The film was released on December 22, 2006, to mixed reviews. It grossed $100 million against an estimated $80 million production budget.

Plot
In 1961, senior CIA officer Edward Wilson receives a photograph and tape recording after the failed Bay of Pigs Invasion, and obtains a coded signal from "Cardinal.” Then the film flashes back to 1939.

Attending Yale University, Edward is invited to join Skull and Bones. During his initiation, he reveals that he discovered but never read the suicide note left by his father, Thomas Wilson, an admiral who was to be named Secretary of the Navy until his loyalties were questioned. 
FBI agent Sam Murach recruits Edward to expose professor Dr. Fredericks as a Nazi spy, which leads to Fredericks' resignation. 
Edward dates a fellow Yale student he meets in the library named Laura, who is hearing impaired. As he's starting to fall for Laura, he meets Margaret “Clover” Russell, at a party in 1940.
Clover, who is the sister of a fellow Skull and Bones brother, as well as the daughter of the Head of the Anti-Interventionist Committee America First Committee. 
General Bill Sullivan then offers Edward a post in London, which would later become one of the first branches of the OSS.

Clover's brother John tells Edward that she is pregnant with Edward's child. 
Laura, reading their lips, leaves. 
Edward then marries Clover and accepts General Bill Sullivan’s offer. The offer which has him leaving his new wife Clover at home while he heads to London. 
There he finds Dr. Fredericks is actually a British intelligence operative who had recommended Edward for counter-espionage training.
Special Operations Executive officer Arch Cummings informs Edward that Fredericks' indiscreet liaisons pose a security risk. 
Fredericks refuses to retire quietly and is killed.

In post-war Berlin, Edward collaborates with Soviet counterpart "Ulysses". Learning his wife Clover is having an affair, Edward then sleeps with his interpreter Hanna Schiller.
He then realizes she is a Soviet operative and Hanna  is killed. 
After six years, Edward returns home to a distant Clover (who is now going by  her first name, Margaret). Edward helps General Bill Sullivan form the CIA with their colleague, Richard Hayes under advisement of Phillip Allen.

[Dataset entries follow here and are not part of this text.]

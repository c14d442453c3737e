use log::warn;
use std::path::PathBuf;
use std::str::FromStr;
use std::time::Duration;

#[derive(Debug, Clone)]
pub struct Settings {
    pub region: String,
    pub ladder_id: String,
    pub ladder_endpoint: String,
    pub data_dir: PathBuf,
    pub roster_path: PathBuf,
    pub initial_season: u32,
    /// Display labels are `Season {id - offset}`. The upstream id and the
    /// community's season numbering disagree, so this is deployment data.
    pub season_label_offset: u32,
    pub scan: ScanSettings,
    pub cache_ttl: Duration,
    pub probe_interval: Duration,
    pub scan_workers: usize,
    pub live_interval: Duration,
    pub bind: String,
    pub admin_token: Option<String>,
    pub twitch_base_url: String,
    pub twitch_client_id: Option<String>,
    pub twitch_token: Option<String>,
}

/// Knobs for one leaderboard sweep.
#[derive(Debug, Clone, Copy)]
pub struct ScanSettings {
    pub page_budget: u32,
    pub concurrency_width: u32,
    pub inter_batch_delay: Duration,
    pub page_timeout: Duration,
}

impl Default for ScanSettings {
    fn default() -> Self {
        Self {
            page_budget: 100,
            concurrency_width: 5,
            inter_batch_delay: Duration::from_millis(750),
            page_timeout: Duration::from_secs(10),
        }
    }
}

impl Default for Settings {
    fn default() -> Self {
        Self {
            region: "EU".into(),
            ladder_id: "battlegrounds".into(),
            ladder_endpoint: ladder_api::client::LEADERBOARD_ENDPOINT.into(),
            data_dir: PathBuf::from("data"),
            roster_path: PathBuf::from("players.json"),
            initial_season: 17,
            season_label_offset: 0,
            scan: ScanSettings::default(),
            cache_ttl: Duration::from_secs(600),
            probe_interval: Duration::from_secs(3600),
            scan_workers: 2,
            live_interval: Duration::from_secs(120),
            bind: "127.0.0.1:8787".into(),
            admin_token: None,
            twitch_base_url: ladder_api::client::TWITCH_HELIX.into(),
            twitch_client_id: None,
            twitch_token: None,
        }
    }
}

impl Settings {
    /// Read settings from the environment, falling back to defaults.
    pub fn load() -> Self {
        Self::from_lookup(|key| std::env::var(key).ok())
    }

    fn from_lookup(lookup: impl Fn(&str) -> Option<String>) -> Self {
        let d = Self::default();
        let text = |key: &str| lookup(key).map(|v| v.trim().to_owned()).filter(|v| !v.is_empty());
        let secs = |key: &str, default: Duration| {
            Duration::from_secs(parse_or(key, text(key), default.as_secs()))
        };

        let scan = ScanSettings {
            page_budget: parse_or("LADDER_PAGE_BUDGET", text("LADDER_PAGE_BUDGET"), d.scan.page_budget)
                .max(1),
            concurrency_width: parse_or(
                "LADDER_BATCH_WIDTH",
                text("LADDER_BATCH_WIDTH"),
                d.scan.concurrency_width,
            )
            .max(1),
            inter_batch_delay: Duration::from_millis(parse_or(
                "LADDER_BATCH_DELAY_MS",
                text("LADDER_BATCH_DELAY_MS"),
                d.scan.inter_batch_delay.as_millis() as u64,
            )),
            page_timeout: secs("LADDER_PAGE_TIMEOUT_SECS", d.scan.page_timeout),
        };

        Self {
            region: text("LADDER_REGION").unwrap_or(d.region),
            ladder_id: text("LADDER_ID").unwrap_or(d.ladder_id),
            ladder_endpoint: text("LADDER_BASE_URL").unwrap_or(d.ladder_endpoint),
            data_dir: text("LADDER_DATA_DIR").map(PathBuf::from).unwrap_or(d.data_dir),
            roster_path: text("LADDER_ROSTER_PATH").map(PathBuf::from).unwrap_or(d.roster_path),
            initial_season: parse_or(
                "LADDER_INITIAL_SEASON",
                text("LADDER_INITIAL_SEASON"),
                d.initial_season,
            ),
            season_label_offset: parse_or(
                "LADDER_SEASON_LABEL_OFFSET",
                text("LADDER_SEASON_LABEL_OFFSET"),
                d.season_label_offset,
            ),
            scan,
            cache_ttl: secs("LADDER_CACHE_TTL_SECS", d.cache_ttl),
            probe_interval: secs("LADDER_PROBE_INTERVAL_SECS", d.probe_interval),
            scan_workers: parse_or("LADDER_SCAN_WORKERS", text("LADDER_SCAN_WORKERS"), d.scan_workers)
                .max(1),
            live_interval: secs("LADDER_LIVE_INTERVAL_SECS", d.live_interval),
            bind: text("LADDER_BIND").unwrap_or(d.bind),
            admin_token: text("LADDER_ADMIN_TOKEN"),
            twitch_base_url: text("TWITCH_BASE_URL").unwrap_or(d.twitch_base_url),
            twitch_client_id: text("TWITCH_CLIENT_ID"),
            twitch_token: text("TWITCH_TOKEN"),
        }
    }

    pub fn season_label(&self, season_id: u32) -> String {
        format!("Season {}", season_id.saturating_sub(self.season_label_offset))
    }
}

fn parse_or<T: FromStr + Copy>(key: &str, raw: Option<String>, default: T) -> T {
    match raw {
        None => default,
        Some(v) => v.parse().unwrap_or_else(|_| {
            warn!("ignoring malformed {key}={v:?}, using default");
            default
        }),
    }
}

#[cfg(test)]
mod tests {
    use super::*;
    use std::collections::HashMap;

    fn from_pairs(pairs: &[(&str, &str)]) -> Settings {
        let env: HashMap<String, String> =
            pairs.iter().map(|(k, v)| (k.to_string(), v.to_string())).collect();
        Settings::from_lookup(|k| env.get(k).cloned())
    }

    #[test]
    fn empty_environment_yields_defaults() {
        let s = from_pairs(&[]);
        assert_eq!(s.region, "EU");
        assert_eq!(s.initial_season, 17);
        assert_eq!(s.scan.page_budget, 100);
        assert_eq!(s.cache_ttl, Duration::from_secs(600));
        assert!(s.admin_token.is_none());
    }

    #[test]
    fn overrides_are_applied() {
        let s = from_pairs(&[
            ("LADDER_REGION", "US"),
            ("LADDER_PAGE_BUDGET", "40"),
            ("LADDER_BATCH_DELAY_MS", "0"),
            ("LADDER_SEASON_LABEL_OFFSET", "5"),
            ("LADDER_ADMIN_TOKEN", "s3cret"),
        ]);
        assert_eq!(s.region, "US");
        assert_eq!(s.scan.page_budget, 40);
        assert_eq!(s.scan.inter_batch_delay, Duration::ZERO);
        assert_eq!(s.season_label(17), "Season 12");
        assert_eq!(s.admin_token.as_deref(), Some("s3cret"));
    }

    #[test]
    fn malformed_numbers_fall_back() {
        let s = from_pairs(&[("LADDER_BATCH_WIDTH", "lots"), ("LADDER_SCAN_WORKERS", "0")]);
        assert_eq!(s.scan.concurrency_width, 5);
        assert_eq!(s.scan_workers, 1);
    }
}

While monitoring Soviet activity in Central America, Edward receives an agent’s severed finger, after the CIA unleashed locusts on a Soviet fronted coffee company. He recognizes "Ulysses" who sent him the finger initially. 
Valentin Mironov convinces Edward he is a high-ranking KGB defector. Edward encounters Laura, and rekindles their forgotten romance. 
But, then Margaret confronts him with compromising photographs, which causes Edward to end the affair. 
Another Soviet defector claims he is the real Mironov, and that the other person is an imposter and a double-agent. Tortured and administered liquid LSD, the Soviet defector ridicules his interrogators before hurling himself out of a window. 
The first defector, who had first claimed to be Mironov,  watches this unfold with Edward. He then offers to take LSD to prove his innocence, but Edward declines.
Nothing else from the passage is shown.